## Task prompt:
Tally the lines in the data below in which the word "with" occurs, then give only the total.

Start of Available data

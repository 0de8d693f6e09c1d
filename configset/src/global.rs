//! Process-wide default config set.
//!
//! A thin convenience layer over one [`ConfigSet`] instance, loading from
//! the real filesystem and the real process environment. The instance
//! sits behind an `RwLock`, so reads from multiple threads are fine once
//! [`open`] has returned; re-initialization is not coordinated with
//! in-flight readers beyond that lock, so finish (re)opening before
//! spawning readers.
//!
//! The panicking variants exist for programs that treat a missing or
//! malformed configuration as fatal; they preserve the formatted error
//! message. Programs that branch on [`Error::is_value_not_found`] should
//! use the non-panicking variants, which preserve error identity.
//!
//! [`Error::is_value_not_found`]: crate::Error::is_value_not_found

use std::path::Path;
use std::sync::{PoisonError, RwLock};

use once_cell::sync::Lazy;
use serde::de::DeserializeOwned;

use crate::environment;
use crate::error::Result;
use crate::fs::OsFileReader;
use crate::set::ConfigSet;

static DEFAULT: Lazy<RwLock<ConfigSet>> = Lazy::new(|| RwLock::new(ConfigSet::new()));

/// Load the process-wide config set.
///
/// Reads every `*.yaml` file under `dir_path` and applies `CONFIGSET.*`
/// overrides from the process environment. On failure the previously
/// opened state (if any) stays in place.
///
/// # Errors
///
/// Propagates the first load failure; see [`ConfigSet::load`].
pub fn open(dir_path: impl AsRef<Path>) -> Result<()> {
    let mut candidate = ConfigSet::new();
    candidate.load(
        &OsFileReader,
        dir_path.as_ref(),
        &environment::process_environment(),
    )?;
    *DEFAULT.write().unwrap_or_else(PoisonError::into_inner) = candidate;
    Ok(())
}

/// Like [`open`], but panics when an error occurs.
///
/// # Panics
///
/// Panics with the formatted load error.
pub fn must_open(dir_path: impl AsRef<Path>) {
    if let Err(err) = open(dir_path) {
        panic!("open config set: {err}");
    }
}

/// Decode the value at `path` from the process-wide config set.
///
/// # Errors
///
/// See [`ConfigSet::read_value`].
pub fn read_value<T: DeserializeOwned>(path: &str) -> Result<T> {
    DEFAULT
        .read()
        .unwrap_or_else(PoisonError::into_inner)
        .read_value(path)
}

/// Like [`read_value`], but panics when an error occurs.
///
/// # Panics
///
/// Panics with the formatted read error.
pub fn must_read_value<T: DeserializeOwned>(path: &str) -> T {
    match read_value(path) {
        Ok(value) => value,
        Err(err) => panic!("read value: {err}"),
    }
}

/// Serialize the process-wide config set; see [`ConfigSet::dump`].
#[must_use]
pub fn dump(prefix: &str, indent: &str) -> String {
    DEFAULT
        .read()
        .unwrap_or_else(PoisonError::into_inner)
        .dump(prefix, indent)
}
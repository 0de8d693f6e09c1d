#![deny(missing_docs, unsafe_code)]
#![warn(clippy::all, clippy::pedantic)]
#![allow(clippy::module_name_repetitions)]

//! # configset
//!
//! Aggregates every `*.yaml` file under one directory into a single
//! in-memory JSON document, applies `CONFIGSET.<dotted.path>=<yaml value>`
//! overrides from environment-style `NAME=VALUE` entries, and exposes
//! whole-document dumps plus typed, path-addressed reads.
//!
//! Each file becomes a top-level key (its base name with `.yaml`
//! stripped). Override values are themselves YAML, so a literal string
//! that could read as a number, boolean or null must be quoted. Dotted
//! paths use `.` as separator; an all-digit segment indexes an array.
//!
//! ## Core Types
//!
//! - [`ConfigSet`]: owns the aggregate tree; `load`, `dump`, `read_value`
//! - [`FileReader`], [`OsFileReader`], [`MemFileReader`]: the file-tree seam
//! - [`Error`] and [`Result`]: error handling types
//! - [`global`]: process-wide default instance for zero-argument access
//!
//! ## Examples
//!
//! ```
//! use configset::{ConfigSet, MemFileReader};
//! use std::path::Path;
//!
//! let mut files = MemFileReader::new();
//! files.add_file("/etc/app/foo.yaml", "user_id: 1000\nnickname: roy\n");
//!
//! let mut set = ConfigSet::new();
//! set.load(
//!     &files,
//!     Path::new("/etc/app"),
//!     &["CONFIGSET.foo.nickname=\"lisa\"".to_owned()],
//! )
//! .unwrap();
//!
//! assert_eq!(
//!     set.dump("", ""),
//!     r#"{"foo":{"nickname":"lisa","user_id":1000}}"#
//! );
//!
//! let nickname: String = set.read_value("foo.nickname").unwrap();
//! assert_eq!(nickname, "lisa");
//! ```
//!
//! ## Override application order
//!
//! Override pairs apply sorted by dotted path, parents before children,
//! so a nested override survives a later whole-object write higher up;
//! exact duplicate paths keep input order and the last one wins. A
//! failing pair aborts the load with earlier pairs already applied to
//! the candidate tree. The candidate is only published on overall
//! success, so readers never see a partially patched document, but the
//! fold itself is not transactional.

pub mod aggregate;
pub mod convert;
pub mod environment;
pub mod error;
pub mod fs;
pub mod global;
mod patch;
mod path;
pub mod set;

// Re-export key types at crate root for convenience
pub use environment::KEY_PREFIX;
pub use error::{Error, Result};
pub use fs::{FileReader, MemFileReader, OsFileReader};
pub use set::ConfigSet;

End of Available data

## Exercise output:
5